Feast was directed by John Gulager, son of legendary character actor Clu Gulager, who plays the film’s grumpy bartender (other interesting casting choices include Jason Mewes as an early victim, Henry Rollins cast amusingly against type as a mantra-spouting motivational speaker, and Balthazar Getty as the requisite loud-mouthed jerk who you keep hoping will get eaten just so we don’t have to hear him anymore). John Gulager quickly emerged as the stand-out character in Project Greenlight, as he morphed from unsure and embarrassingly uncommunicative to something resembling an artist.
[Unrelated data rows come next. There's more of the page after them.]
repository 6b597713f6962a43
use std::collections::HashMap;

use serde::{Deserialize, Serialize};

use crate::timeline::model::Overlay;

/// An overlay that appeared or disappeared between versions.
#[derive(Clone, Debug, PartialEq, Serialize, Deserialize)]
pub struct DiffEntry {
    pub id: String,
    pub overlay: Overlay,
}

/// An overlay present in both versions with changed content.
#[derive(Clone, Debug, PartialEq, Serialize, Deserialize)]
pub struct DiffChange {
    pub id: String,
    pub before: Overlay,
    pub after: Overlay,
}

/// Structural diff between two overlay lists.
#[derive(Clone, Debug, Default, PartialEq, Serialize, Deserialize)]
pub struct OverlayDiff {
    pub added: Vec<DiffEntry>,
    pub removed: Vec<DiffEntry>,
    pub updated: Vec<DiffChange>,
}

impl OverlayDiff {
    pub fn is_empty(&self) -> bool {
        self.added.is_empty() && self.removed.is_empty() && self.updated.is_empty()
    }
}

/// Diff key: the overlay id when present, else the positional index.
/// Index keys are stable only within a single list; they exist so legacy
/// unkeyed payloads still diff instead of erroring.
fn overlay_key(overlay: &Overlay, idx: usize) -> String {
    let id = overlay.id.trim();
    if id.is_empty() {
        format!("idx_{idx}")
    } else {
        id.to_string()
    }
}

/// Compute added/removed/updated overlays between two lists.
///
/// Updated compares whole objects; any field change counts. Output order
/// follows the current list for added/updated and the previous list for
/// removed, so identical inputs always produce identical output.
pub fn diff_overlays(previous: &[Overlay], current: &[Overlay]) -> OverlayDiff {
    let prev_map: HashMap<String, &Overlay> = previous
        .iter()
        .enumerate()
        .map(|(i, o)| (overlay_key(o, i), o))
        .collect();
    let curr_map: HashMap<String, &Overlay> = current
        .iter()
        .enumerate()
        .map(|(i, o)| (overlay_key(o, i), o))
        .collect();

    let mut diff = OverlayDiff::default();
    let mut seen = std::collections::HashSet::new();

    for (idx, overlay) in current.iter().enumerate() {
        let key = overlay_key(overlay, idx);
        if !seen.insert(key.clone()) {
            continue;
        }
        match prev_map.get(&key) {
            None => diff.added.push(DiffEntry {
                id: key,
                overlay: overlay.clone(),
            }),
            Some(before) if *before != overlay => diff.updated.push(DiffChange {
                id: key,
                before: (*before).clone(),
                after: overlay.clone(),
            }),
            Some(_) => {}
        }
    }

    seen.clear();
    for (idx, overlay) in previous.iter().enumerate() {
        let key = overlay_key(overlay, idx);
        if !seen.insert(key.clone()) {
            continue;
        }
        if !curr_map.contains_key(&key) {
            diff.removed.push(DiffEntry {
                id: key,
                overlay: overlay.clone(),
            });
        }
    }

    diff
}

#[cfg(test)]
mod tests {
    use super::*;
    use crate::timeline::model::{Anchor, Position};

    fn overlay(id: &str, text: &str) -> Overlay {
        Overlay {
            id: id.to_string(),
            kind: "callout".to_string(),
            start_sec: 1.0,
            end_sec: 2.0,
            text: text.to_string(),
            position: Position {
                x: 0.5,
                y: 0.5,
                anchor: Anchor::Center,
            },
            style: Default::default(),
            asset_ref: None,
        }
    }

    #[test]
    fn identical_lists_diff_empty() {
        let overlays = vec![overlay("a", "one"), overlay("b", "two")];
        let diff = diff_overlays(&overlays, &overlays);
        assert!(diff.is_empty());
    }

    #[test]
    fn added_removed_updated_are_partitioned_by_id() {
        let previous = vec![overlay("a", "one"), overlay("b", "two")];
        let current = vec![overlay("a", "one changed"), overlay("c", "three")];

        let diff = diff_overlays(&previous, &current);

        assert_eq!(diff.updated.len(), 1);
        assert_eq!(diff.updated[0].id, "a");
        assert_eq!(diff.updated[0].before.text, "one");
        assert_eq!(diff.updated[0].after.text, "one changed");

        assert_eq!(diff.removed.len(), 1);
        assert_eq!(diff.removed[0].id, "b");

        assert_eq!(diff.added.len(), 1);
        assert_eq!(diff.added[0].id, "c");
    }

    #[test]
    fn unkeyed_overlays_fall_back_to_positional_keys() {
        let previous = vec![overlay("", "one"), overlay("", "two")];
        let mut current = previous.clone();
        current[1].text = "two changed".to_string();

        let diff = diff_overlays(&previous, &current);
        assert!(diff.added.is_empty());
        assert!(diff.removed.is_empty());
        assert_eq!(diff.updated.len(), 1);
        assert_eq!(diff.updated[0].id, "idx_1");
    }

    #[test]
    fn output_order_follows_input_order() {
        let previous = vec![overlay("a", "1"), overlay("b", "2"), overlay("c", "3")];
        let current = vec![overlay("d", "4"), overlay("e", "5")];

        let diff = diff_overlays(&previous, &current);
        let added: Vec<&str> = diff.added.iter().map(|e| e.id.as_str()).collect();
        let removed: Vec<&str> = diff.removed.iter().map(|e| e.id.as_str()).collect();
        assert_eq!(added, vec!["d", "e"]);
        assert_eq!(removed, vec!["a", "b", "c"]);
    }

    #[test]
    fn style_change_counts_as_update() {
        let previous = vec![overlay("a", "one"), overlay("cta1", "go")];
        let mut current = previous.clone();
        current[1]
            .style
            .insert("font_size".into(), serde_json::json!(72));

        let diff = diff_overlays(&previous, &current);
        assert_eq!(diff.updated.len(), 1);
        assert_eq!(diff.updated[0].id, "cta1");
    }
}
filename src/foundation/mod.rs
pub mod config;
pub mod error;
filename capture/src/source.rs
use std::time::Duration;

use frame_snap_common::config::BusConfig;
use rdkafka::consumer::{BaseConsumer, Consumer};
use rdkafka::error::KafkaResult;
use rdkafka::message::Message;
use rdkafka::ClientConfig;
use tracing::{debug, info, warn};

use crate::receiver::FrameReceiver;

/// Upper bound on messages handed to the receiver per spin, so a burst on the
/// topic cannot starve keyboard polling.
const MAX_MESSAGES_PER_SPIN: usize = 64;

#[derive(Debug, thiserror::Error)]
pub enum SourceError {
    #[error("failed to create Kafka consumer: {0}")]
    KafkaCreate(String),
    #[error("failed to subscribe to topic {0}: {1}")]
    Subscribe(String, String),
}

/// Delivers incoming image messages to a [`FrameReceiver`].
pub trait FrameSource {
    /// Wait up to `timeout` for messages and pass everything pending to
    /// `receiver`. Returns the number of messages delivered.
    fn spin_once(&mut self, timeout: Duration, receiver: &FrameReceiver) -> usize;

    /// Release the bus connection. Called once, during shutdown.
    fn close(&mut self);
}

/// Kafka-backed image topic subscription.
pub struct KafkaSource {
    consumer: Option<BaseConsumer>,
    topic: String,
}

impl KafkaSource {
    pub fn connect(config: &BusConfig) -> Result<Self, SourceError> {
        let consumer: BaseConsumer = ClientConfig::new()
            .set("bootstrap.servers", &config.brokers)
            .set("group.id", &config.group_id)
            .set("auto.offset.reset", "latest")
            .set("enable.auto.commit", "true")
            .set("auto.commit.interval.ms", "1000")
            .set("max.partition.fetch.bytes", "10485760")
            .create()
            .map_err(|e| SourceError::KafkaCreate(e.to_string()))?;

        consumer
            .subscribe(&[config.topic.as_str()])
            .map_err(|e| SourceError::Subscribe(config.topic.clone(), e.to_string()))?;

        info!(
            brokers = config.brokers,
            topic = config.topic,
            group_id = config.group_id,
            "subscribed to image topic"
        );

        Ok(Self {
            consumer: Some(consumer),
            topic: config.topic.clone(),
        })
    }
}

impl FrameSource for KafkaSource {
    fn spin_once(&mut self, timeout: Duration, receiver: &FrameReceiver) -> usize {
        let Some(consumer) = &self.consumer else {
            return 0;
        };
        drain(timeout, |wait| consumer.poll(wait), receiver)
    }

    fn close(&mut self) {
        if let Some(consumer) = self.consumer.take() {
            consumer.unsubscribe();
            info!(topic = self.topic, "unsubscribed from image topic");
        }
    }
}

/// Hand up to [`MAX_MESSAGES_PER_SPIN`] polled messages to `receiver`.
///
/// Only the first poll waits for `timeout`; the rest take what is already
/// queued. A consume error ends the batch.
fn drain<M: Message>(
    timeout: Duration,
    mut poll: impl FnMut(Duration) -> Option<KafkaResult<M>>,
    receiver: &FrameReceiver,
) -> usize {
    let mut delivered = 0;
    let mut wait = timeout;
    while delivered < MAX_MESSAGES_PER_SPIN {
        match poll(wait) {
            None => break,
            Some(Ok(msg)) => {
                delivered += 1;
                match msg.payload() {
                    Some(payload) => {
                        receiver.on_payload(payload);
                    }
                    None => debug!(offset = msg.offset(), "empty Kafka message, skipping"),
                }
            }
            Some(Err(e)) => {
                warn!(error = %e, "Kafka consume error");
                break;
            }
        }
        wait = Duration::ZERO;
    }
    delivered
}

impl Drop for KafkaSource {
    fn drop(&mut self) {
        self.close();
    }
}
use std::sync::atomic::{AtomicU64, Ordering};

use frame_snap_common::bridge::{self, DecodeError, Frame};
use frame_snap_common::frame::{FrameError, ImageMessage};
use tracing::{debug, dispatcher, error, info, Dispatch};

use crate::mailbox::FrameMailbox;

#[derive(Debug, thiserror::Error)]
pub enum ReceiveError {
    #[error("malformed image message: {0}")]
    Wire(#[from] FrameError),
    #[error("failed to convert image: {0}")]
    Decode(#[from] DecodeError),
}

/// Decodes incoming image messages into the shared [`FrameMailbox`].
///
/// A failed decode is logged and leaves the held frame untouched.
pub struct FrameReceiver {
    mailbox: FrameMailbox,
    dispatch: Dispatch,
    decoded: AtomicU64,
    failed: AtomicU64,
}

impl FrameReceiver {
    pub fn new(mailbox: FrameMailbox, dispatch: Dispatch) -> Self {
        Self {
            mailbox,
            dispatch,
            decoded: AtomicU64::new(0),
            failed: AtomicU64::new(0),
        }
    }

    /// Handle one raw bus payload. Returns `true` if the held frame was replaced.
    pub fn on_payload(&self, payload: &[u8]) -> bool {
        match ImageMessage::deserialize(payload) {
            Ok(msg) => self.on_message(&msg),
            Err(e) => {
                self.reject(&ReceiveError::from(e), payload.len());
                false
            }
        }
    }

    /// Handle one image message. Returns `true` if the held frame was replaced.
    pub fn on_message(&self, msg: &ImageMessage) -> bool {
        match bridge::decode(msg) {
            Ok(frame) => {
                self.accept(frame, msg.encoding());
                true
            }
            Err(e) => {
                self.reject(&ReceiveError::from(e), msg.payload_size());
                false
            }
        }
    }

    fn accept(&self, frame: Frame, encoding: &str) {
        let first = self.decoded.fetch_add(1, Ordering::Relaxed) == 0;
        dispatcher::with_default(&self.dispatch, || {
            if first {
                info!(
                    width = frame.width(),
                    height = frame.height(),
                    encoding,
                    "first frame received"
                );
            } else {
                debug!(seq = frame.seq, ts = frame.captured_at_ms, "frame updated");
            }
        });
        self.mailbox.put(frame);
    }

    fn reject(&self, err: &ReceiveError, size: usize) {
        self.failed.fetch_add(1, Ordering::Relaxed);
        dispatcher::with_default(&self.dispatch, || {
            error!(error = %err, size, "error converting image, keeping previous frame");
        });
    }

    pub fn mailbox(&self) -> &FrameMailbox {
        &self.mailbox
    }

    pub fn decoded_count(&self) -> u64 {
        self.decoded.load(Ordering::Relaxed)
    }

    pub fn failed_count(&self) -> u64 {
        self.failed.load(Ordering::Relaxed)
    }
}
Little of it shows in the finished product, though, as Feast suffers from spastic camera syndrome, along with a debilitating bout of hyper-editing disorder. Common wisdom suggests that both maladies, which tend to reduce any moment of action into a hyperkinetic blur devoid of anything resembling spatial coherence, were used primarily to cover over the low budget and cheap special effects, but what I could see looked pretty good. Granted, most of the effects amount to little more than geysers of blood and mucous, but the fleeting glimpses we get of the orally fixated humanoid intruders are giddy and effective, making you wish Gulager had slowed things down enough to really savor the ridiculousness of it all.